(Stored data entries)
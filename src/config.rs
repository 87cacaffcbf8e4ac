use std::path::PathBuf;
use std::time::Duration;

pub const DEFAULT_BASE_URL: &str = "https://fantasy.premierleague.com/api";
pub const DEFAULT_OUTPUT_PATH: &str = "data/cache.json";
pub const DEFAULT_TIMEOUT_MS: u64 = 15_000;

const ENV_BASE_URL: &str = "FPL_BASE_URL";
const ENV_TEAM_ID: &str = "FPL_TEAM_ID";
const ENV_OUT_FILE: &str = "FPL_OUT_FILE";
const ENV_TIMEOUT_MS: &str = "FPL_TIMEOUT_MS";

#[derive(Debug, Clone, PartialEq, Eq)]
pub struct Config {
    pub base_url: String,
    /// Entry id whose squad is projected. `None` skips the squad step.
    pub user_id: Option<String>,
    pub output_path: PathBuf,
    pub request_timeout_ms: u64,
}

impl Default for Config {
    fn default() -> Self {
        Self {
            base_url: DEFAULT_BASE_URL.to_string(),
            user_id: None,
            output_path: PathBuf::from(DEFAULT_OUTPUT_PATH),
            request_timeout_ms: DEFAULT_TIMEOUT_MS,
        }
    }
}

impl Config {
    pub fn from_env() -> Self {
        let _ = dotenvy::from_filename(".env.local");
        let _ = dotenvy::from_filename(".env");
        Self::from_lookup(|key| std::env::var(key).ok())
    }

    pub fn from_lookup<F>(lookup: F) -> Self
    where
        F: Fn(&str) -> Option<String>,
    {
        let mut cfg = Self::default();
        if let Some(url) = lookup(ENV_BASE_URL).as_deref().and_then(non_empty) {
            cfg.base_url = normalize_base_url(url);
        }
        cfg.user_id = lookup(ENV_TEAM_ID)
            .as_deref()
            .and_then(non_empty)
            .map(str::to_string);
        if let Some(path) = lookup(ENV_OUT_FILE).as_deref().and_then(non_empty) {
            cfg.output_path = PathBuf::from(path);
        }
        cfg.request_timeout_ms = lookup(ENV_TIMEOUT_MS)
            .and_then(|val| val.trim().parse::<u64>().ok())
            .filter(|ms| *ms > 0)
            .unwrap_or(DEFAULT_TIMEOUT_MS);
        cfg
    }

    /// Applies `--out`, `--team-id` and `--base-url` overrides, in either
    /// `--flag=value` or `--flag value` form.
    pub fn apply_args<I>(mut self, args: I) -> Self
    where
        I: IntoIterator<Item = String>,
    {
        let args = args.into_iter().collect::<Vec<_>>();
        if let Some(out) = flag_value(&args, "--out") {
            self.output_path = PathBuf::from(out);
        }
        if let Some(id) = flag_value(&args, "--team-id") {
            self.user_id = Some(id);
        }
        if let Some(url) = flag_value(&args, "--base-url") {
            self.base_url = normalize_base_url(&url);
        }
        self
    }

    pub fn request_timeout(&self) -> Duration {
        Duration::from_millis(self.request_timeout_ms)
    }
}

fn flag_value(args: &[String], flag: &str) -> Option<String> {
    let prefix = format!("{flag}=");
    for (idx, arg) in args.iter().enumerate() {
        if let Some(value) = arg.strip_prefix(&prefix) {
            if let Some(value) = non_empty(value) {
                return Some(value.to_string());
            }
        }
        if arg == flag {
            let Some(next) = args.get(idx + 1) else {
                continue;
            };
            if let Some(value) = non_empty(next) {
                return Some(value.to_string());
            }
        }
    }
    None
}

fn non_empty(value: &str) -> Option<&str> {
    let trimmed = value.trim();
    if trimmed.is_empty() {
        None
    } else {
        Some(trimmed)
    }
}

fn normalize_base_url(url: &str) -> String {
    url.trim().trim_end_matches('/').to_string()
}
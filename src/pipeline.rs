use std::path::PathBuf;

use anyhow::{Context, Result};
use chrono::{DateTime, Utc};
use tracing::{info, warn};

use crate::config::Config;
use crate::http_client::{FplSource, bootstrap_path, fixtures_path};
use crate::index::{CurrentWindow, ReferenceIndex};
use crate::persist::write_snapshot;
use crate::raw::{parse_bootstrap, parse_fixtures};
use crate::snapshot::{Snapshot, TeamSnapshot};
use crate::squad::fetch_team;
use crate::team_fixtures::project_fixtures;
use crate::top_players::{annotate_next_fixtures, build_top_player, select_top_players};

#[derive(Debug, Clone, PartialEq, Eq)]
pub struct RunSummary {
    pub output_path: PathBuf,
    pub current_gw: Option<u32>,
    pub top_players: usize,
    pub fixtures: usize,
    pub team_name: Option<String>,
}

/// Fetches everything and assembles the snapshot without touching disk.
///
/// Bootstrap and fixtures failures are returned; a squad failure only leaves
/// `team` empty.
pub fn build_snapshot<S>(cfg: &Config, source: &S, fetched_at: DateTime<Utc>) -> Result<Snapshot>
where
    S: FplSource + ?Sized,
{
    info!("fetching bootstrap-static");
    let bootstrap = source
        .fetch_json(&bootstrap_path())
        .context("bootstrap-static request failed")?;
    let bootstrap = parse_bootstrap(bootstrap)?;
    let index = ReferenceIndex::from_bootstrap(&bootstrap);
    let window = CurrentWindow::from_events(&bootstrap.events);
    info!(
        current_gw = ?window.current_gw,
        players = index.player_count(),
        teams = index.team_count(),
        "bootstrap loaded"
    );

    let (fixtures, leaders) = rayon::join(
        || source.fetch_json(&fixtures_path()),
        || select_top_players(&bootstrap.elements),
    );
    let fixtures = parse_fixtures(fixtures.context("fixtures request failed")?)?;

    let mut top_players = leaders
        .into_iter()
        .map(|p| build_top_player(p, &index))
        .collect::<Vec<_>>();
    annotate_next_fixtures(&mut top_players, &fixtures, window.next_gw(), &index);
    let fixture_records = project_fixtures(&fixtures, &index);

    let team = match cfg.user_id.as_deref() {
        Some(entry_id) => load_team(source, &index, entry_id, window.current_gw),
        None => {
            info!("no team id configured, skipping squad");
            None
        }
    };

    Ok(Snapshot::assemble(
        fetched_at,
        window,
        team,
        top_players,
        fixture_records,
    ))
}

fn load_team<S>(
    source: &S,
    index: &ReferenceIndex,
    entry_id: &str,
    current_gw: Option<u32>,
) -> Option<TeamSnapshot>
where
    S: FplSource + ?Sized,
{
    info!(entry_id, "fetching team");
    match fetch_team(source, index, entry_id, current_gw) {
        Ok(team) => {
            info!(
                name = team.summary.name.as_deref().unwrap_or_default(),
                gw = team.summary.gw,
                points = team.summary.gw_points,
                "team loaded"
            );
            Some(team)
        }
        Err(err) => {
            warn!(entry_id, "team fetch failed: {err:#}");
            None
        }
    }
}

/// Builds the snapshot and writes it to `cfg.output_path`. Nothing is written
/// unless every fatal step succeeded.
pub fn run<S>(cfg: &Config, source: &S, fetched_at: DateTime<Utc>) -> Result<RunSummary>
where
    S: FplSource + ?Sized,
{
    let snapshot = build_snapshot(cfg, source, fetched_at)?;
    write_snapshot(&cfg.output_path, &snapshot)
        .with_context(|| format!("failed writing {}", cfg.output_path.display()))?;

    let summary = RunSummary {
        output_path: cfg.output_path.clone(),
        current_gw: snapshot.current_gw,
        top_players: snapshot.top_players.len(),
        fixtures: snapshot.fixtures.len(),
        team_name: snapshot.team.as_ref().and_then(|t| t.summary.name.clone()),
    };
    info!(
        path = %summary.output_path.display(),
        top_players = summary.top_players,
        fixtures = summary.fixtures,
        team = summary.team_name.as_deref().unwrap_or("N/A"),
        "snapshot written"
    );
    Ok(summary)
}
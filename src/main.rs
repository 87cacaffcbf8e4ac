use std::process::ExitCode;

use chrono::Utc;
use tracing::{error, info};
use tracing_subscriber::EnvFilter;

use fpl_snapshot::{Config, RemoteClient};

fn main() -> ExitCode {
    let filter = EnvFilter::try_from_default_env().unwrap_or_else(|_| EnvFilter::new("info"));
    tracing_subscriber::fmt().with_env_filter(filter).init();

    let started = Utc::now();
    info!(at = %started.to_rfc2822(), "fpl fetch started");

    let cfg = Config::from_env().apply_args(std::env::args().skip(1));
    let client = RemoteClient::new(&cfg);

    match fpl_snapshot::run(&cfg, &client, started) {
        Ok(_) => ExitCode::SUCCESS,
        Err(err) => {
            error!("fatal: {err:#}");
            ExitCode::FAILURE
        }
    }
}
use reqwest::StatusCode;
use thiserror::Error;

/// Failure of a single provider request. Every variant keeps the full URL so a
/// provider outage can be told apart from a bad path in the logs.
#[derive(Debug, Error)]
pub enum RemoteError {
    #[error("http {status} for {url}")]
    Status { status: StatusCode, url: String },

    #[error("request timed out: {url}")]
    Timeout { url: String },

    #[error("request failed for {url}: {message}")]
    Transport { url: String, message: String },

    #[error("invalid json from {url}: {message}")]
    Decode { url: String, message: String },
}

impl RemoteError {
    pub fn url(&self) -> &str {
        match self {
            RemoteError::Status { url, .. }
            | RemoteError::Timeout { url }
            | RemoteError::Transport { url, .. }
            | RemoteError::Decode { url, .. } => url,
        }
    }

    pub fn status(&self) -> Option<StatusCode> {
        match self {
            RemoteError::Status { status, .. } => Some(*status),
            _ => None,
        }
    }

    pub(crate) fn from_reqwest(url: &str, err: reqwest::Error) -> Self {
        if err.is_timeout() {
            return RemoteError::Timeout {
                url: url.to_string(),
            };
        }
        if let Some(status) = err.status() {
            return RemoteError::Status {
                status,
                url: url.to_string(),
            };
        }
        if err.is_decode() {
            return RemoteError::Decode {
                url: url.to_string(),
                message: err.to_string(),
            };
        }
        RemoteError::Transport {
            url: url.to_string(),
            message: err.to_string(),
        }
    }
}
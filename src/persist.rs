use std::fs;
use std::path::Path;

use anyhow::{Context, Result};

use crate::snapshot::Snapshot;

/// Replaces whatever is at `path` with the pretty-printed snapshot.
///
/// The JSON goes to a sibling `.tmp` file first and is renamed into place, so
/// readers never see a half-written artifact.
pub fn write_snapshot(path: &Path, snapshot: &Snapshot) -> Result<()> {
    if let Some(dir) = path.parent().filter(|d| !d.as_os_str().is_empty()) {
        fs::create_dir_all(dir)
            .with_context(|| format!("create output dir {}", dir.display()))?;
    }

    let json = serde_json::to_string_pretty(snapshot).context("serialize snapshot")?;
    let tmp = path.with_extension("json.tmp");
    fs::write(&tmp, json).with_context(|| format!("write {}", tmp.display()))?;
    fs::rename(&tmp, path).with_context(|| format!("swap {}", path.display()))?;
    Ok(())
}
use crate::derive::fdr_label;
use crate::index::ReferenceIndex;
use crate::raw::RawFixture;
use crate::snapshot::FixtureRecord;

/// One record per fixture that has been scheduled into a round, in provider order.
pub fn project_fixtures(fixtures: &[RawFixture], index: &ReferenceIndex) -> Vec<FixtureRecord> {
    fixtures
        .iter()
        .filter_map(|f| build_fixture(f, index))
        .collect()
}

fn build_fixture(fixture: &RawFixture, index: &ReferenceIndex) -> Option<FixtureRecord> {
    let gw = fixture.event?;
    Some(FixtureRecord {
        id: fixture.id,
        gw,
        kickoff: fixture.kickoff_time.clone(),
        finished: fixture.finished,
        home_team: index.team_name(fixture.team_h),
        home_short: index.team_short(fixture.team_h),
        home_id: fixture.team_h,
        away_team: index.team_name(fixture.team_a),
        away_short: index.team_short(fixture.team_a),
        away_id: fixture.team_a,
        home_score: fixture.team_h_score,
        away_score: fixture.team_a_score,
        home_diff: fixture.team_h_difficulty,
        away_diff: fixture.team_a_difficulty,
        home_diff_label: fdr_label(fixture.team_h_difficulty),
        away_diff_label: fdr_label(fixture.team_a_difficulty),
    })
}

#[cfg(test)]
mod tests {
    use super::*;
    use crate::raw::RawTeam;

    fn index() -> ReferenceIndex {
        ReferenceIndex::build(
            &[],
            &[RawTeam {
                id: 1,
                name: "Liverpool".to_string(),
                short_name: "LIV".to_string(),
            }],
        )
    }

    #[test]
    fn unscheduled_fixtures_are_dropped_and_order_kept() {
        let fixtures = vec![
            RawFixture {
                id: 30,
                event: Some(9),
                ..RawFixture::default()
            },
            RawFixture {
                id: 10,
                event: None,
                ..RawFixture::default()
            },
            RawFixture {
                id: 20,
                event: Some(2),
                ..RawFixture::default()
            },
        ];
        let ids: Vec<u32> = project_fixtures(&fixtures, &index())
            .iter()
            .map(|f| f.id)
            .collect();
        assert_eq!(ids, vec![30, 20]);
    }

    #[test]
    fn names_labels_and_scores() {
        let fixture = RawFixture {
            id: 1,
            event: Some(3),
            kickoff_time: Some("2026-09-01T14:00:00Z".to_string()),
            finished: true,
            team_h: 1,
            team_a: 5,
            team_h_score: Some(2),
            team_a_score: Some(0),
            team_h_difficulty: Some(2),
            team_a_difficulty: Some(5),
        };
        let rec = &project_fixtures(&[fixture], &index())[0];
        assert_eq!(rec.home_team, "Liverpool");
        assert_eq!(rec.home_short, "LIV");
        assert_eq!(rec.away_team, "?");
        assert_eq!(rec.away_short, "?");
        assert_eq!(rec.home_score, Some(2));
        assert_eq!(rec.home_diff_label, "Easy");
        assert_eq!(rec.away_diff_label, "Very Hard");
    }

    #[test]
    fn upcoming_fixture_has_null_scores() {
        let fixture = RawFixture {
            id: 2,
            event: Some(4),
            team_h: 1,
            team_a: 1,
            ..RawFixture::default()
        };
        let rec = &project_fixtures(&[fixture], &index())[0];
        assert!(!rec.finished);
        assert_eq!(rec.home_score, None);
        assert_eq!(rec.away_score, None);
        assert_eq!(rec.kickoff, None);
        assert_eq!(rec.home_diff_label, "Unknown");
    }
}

▶ _What you need to do_:
Extract exactly and only the lines above from the line containing "pub fn url(&self)" through the line containing "if let Some(status)", both end lines included.

▶ _Your response_:
    pub fn url(&self) -> &str {
        match self {
            RemoteError::Status { url, .. }
            | RemoteError::Timeout { url }
            | RemoteError::Transport { url, .. }
            | RemoteError::Decode { url, .. } => url,
        }
    }

    pub fn status(&self) -> Option<StatusCode> {
        match self {
            RemoteError::Status { status, .. } => Some(*status),
            _ => None,
        }
    }

    pub(crate) fn from_reqwest(url: &str, err: reqwest::Error) -> Self {
        if err.is_timeout() {
            return RemoteError::Timeout {
                url: url.to_string(),
            };
        }
        if let Some(status) = err.status() {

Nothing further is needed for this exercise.